Die Publikation beschreibt die aktuelle Rolle der Finanzwirtschaft und ihren Mangel an ethischer Ausrichtung. Sie ist demnach Ergebnis und zugleich Motor einer zerstörerischen Ausrichtung individueller Bedürfnisse und gesellschaftlicher Interessen. Die Publikation deckt deren Verantwortung für die globalen Strukturen von Ungerechtigkeit und Ausbeutung menschlicher und ökologischer Ressourcen auf. Sie fordert eine Re-Positionierung und Degradierung von (finanz-)wirtschaftlichem Handeln. Dieses muss vom Zweck an sich zu einem von vielen Mitteln zum Zweck. Es muss ein bei bedächtiger und ethisch-gelenkter Anwendung nutzbringendes Instrument werden.
„Oeconomicae et pecuniariae quaestiones“ negiert die Steuerungsfähigkeiten des Marktes im Sinne eines Wohlstands für alle und fordert daher eine stärkere Regulierung der weltweiten Märkte. Ziel dessen muss sein, schadensbringende Auswüchse zu verhindern und wirtschaftliche Aktivitäten auf den Aufbau von Strukturen der gerechten Verteilung auszurichten. Es gelte lebensfördernde Instrumente auszuweiten, wie etwa Mikrokredite und öffentliche Kredite an lokale Gemeinschaften. Gerade deshalb sollen Angebote für Steuervermeidung/-hinterziehung wie offshore-Geschäfte gesetzlich eingestellt werden, um die finanzielle Gestaltungsmacht von Gesellschaften und Politik wieder zu stärken. Die Betonung liegt also eindeutig auf der Schaffung realer Werte im Gegensatz zu hauptsächlich profitgesteuerten und spekulativen Aktivitäten.

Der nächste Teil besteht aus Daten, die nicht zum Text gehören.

use std::f64::consts::TAU;

use anyhow::Result;
use nv_core::frame::Chunk;
use nv_core::traits::AudioSource;

use crate::pacing::Pacer;

/// One sinusoidal component of a synthetic tone.
#[derive(Clone, Copy, Debug, PartialEq)]
pub struct Partial {
    /// Frequency in Hz.
    pub freq_hz: f32,
    /// Peak amplitude, full scale = 1.0.
    pub amplitude: f32,
}

impl Partial {
    /// Partial at `freq_hz` with peak `amplitude`.
    #[must_use]
    pub fn new(freq_hz: f32, amplitude: f32) -> Self {
        Self { freq_hz, amplitude }
    }
}

/// PCM encoding of emitted chunks.
#[derive(Clone, Copy, Debug, Default, PartialEq, Eq)]
pub enum SampleFormat {
    /// 32-bit float.
    #[default]
    F32,
    /// Signed 16-bit.
    I16,
}

/// `len` samples of a sine at `freq` Hz.
///
/// # Example
/// ```
/// use nv_audio::synth::sine;
/// let s = sine(11025.0, 1.0, 44100, 4);
/// assert!(s[0].abs() < 1e-6 && (s[1] - 1.0).abs() < 1e-6);
/// ```
#[must_use]
pub fn sine(freq: f32, amplitude: f32, sample_rate: u32, len: usize) -> Vec<f32> {
    let partial = [Partial::new(freq, amplitude)];
    (0..len as u64)
        .map(|n| sample_at(&partial, sample_rate, n))
        .collect()
}

/// Fundamental `f0` plus harmonics, `amplitudes[k]` being the amplitude of `(k + 1) * f0`.
#[must_use]
pub fn harmonic_tone(f0: f32, amplitudes: &[f32], sample_rate: u32, len: usize) -> Vec<f32> {
    let partials: Vec<Partial> = amplitudes
        .iter()
        .enumerate()
        .map(|(k, &a)| Partial::new(f0 * (k + 1) as f32, a))
        .collect();
    (0..len as u64)
        .map(|n| sample_at(&partials, sample_rate, n))
        .collect()
}

fn sample_at(partials: &[Partial], sample_rate: u32, n: u64) -> f32 {
    let t = n as f64 / f64::from(sample_rate.max(1));
    partials
        .iter()
        .map(|p| f64::from(p.amplitude) * (TAU * f64::from(p.freq_hz) * t).sin())
        .sum::<f64>() as f32
}

/// Endless synthetic source: a sum of partials, phase-continuous across chunks.
///
/// # Example
/// ```
/// use nv_audio::synth::{Partial, ToneSource};
/// use nv_core::traits::AudioSource;
/// let mut tone = ToneSource::new(vec![Partial::new(440.0, 0.5)], 44100, 1024);
/// let chunk = tone.read_chunk().unwrap().unwrap();
/// assert_eq!(chunk.frames(), 1024);
/// ```
pub struct ToneSource {
    partials: Vec<Partial>,
    sample_rate: u32,
    chunk_size: usize,
    format: SampleFormat,
    position: u64,
    buf_f32: Vec<f32>,
    buf_i16: Vec<i16>,
    pacer: Option<Pacer>,
}

impl ToneSource {
    /// Mono f32 source emitting `chunk_size` samples per read, as fast as it is polled.
    #[must_use]
    pub fn new(partials: Vec<Partial>, sample_rate: u32, chunk_size: usize) -> Self {
        Self {
            partials,
            sample_rate,
            chunk_size,
            format: SampleFormat::F32,
            position: 0,
            buf_f32: Vec::with_capacity(chunk_size),
            buf_i16: Vec::with_capacity(chunk_size),
            pacer: None,
        }
    }

    /// Emit chunks in `format`.
    #[must_use]
    pub fn with_format(mut self, format: SampleFormat) -> Self {
        self.format = format;
        self
    }

    /// Block each read until the chunk would have been captured live.
    #[must_use]
    pub fn realtime(mut self) -> Self {
        self.pacer = Some(Pacer::new(self.chunk_size, self.sample_rate));
        self
    }

    /// The partials being synthesized.
    #[must_use]
    pub fn partials(&self) -> &[Partial] {
        &self.partials
    }
}

impl AudioSource for ToneSource {
    fn read_chunk(&mut self) -> Result<Option<Chunk<'_>>> {
        if let Some(pacer) = self.pacer.as_mut() {
            pacer.wait();
        }

        let start = self.position;
        self.position += self.chunk_size as u64;
        let samples = (start..self.position).map(|n| sample_at(&self.partials, self.sample_rate, n));

        Ok(Some(match self.format {
            SampleFormat::F32 => {
                self.buf_f32.clear();
                self.buf_f32.extend(samples);
                Chunk::mono(&self.buf_f32)
            }
            SampleFormat::I16 => {
                self.buf_i16.clear();
                self.buf_i16
                    .extend(samples.map(|s| (s.clamp(-1.0, 1.0) * f32::from(i16::MAX)) as i16));
                Chunk::mono_i16(&self.buf_i16)
            }
        }))
    }

    fn sample_rate(&self) -> u32 {
        self.sample_rate
    }

    fn channels(&self) -> u16 {
        1
    }
}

Insbesondere für entwicklungspolitische AkteurInnen ist diese Publikation eine Unterstützung, setzt sie doch seit langem identifizierte Missstände in einen ganz grundsätzlichen Rahmen. Sie ist eine Ausfaltung dessen, was in Laudato Si und Evangelii Gaudium implizit aber auch explizit als Antrieb für die sozialen und ökologischen Krisen dieser Welt benannt ist. Und sie kann die entwicklungspolitische Argumentation gegenüber finanzwirtschaftlichen AkteurInnen, die eine ethische Verantwortung spüren, bereichern.
Sie bildet damit auch ein zusätzliches Argumentationsfundament für die bereits im Januar 2018 veröffentlichte Veranlagungsrichtlinie der Österreichischen Bischofskonferenz.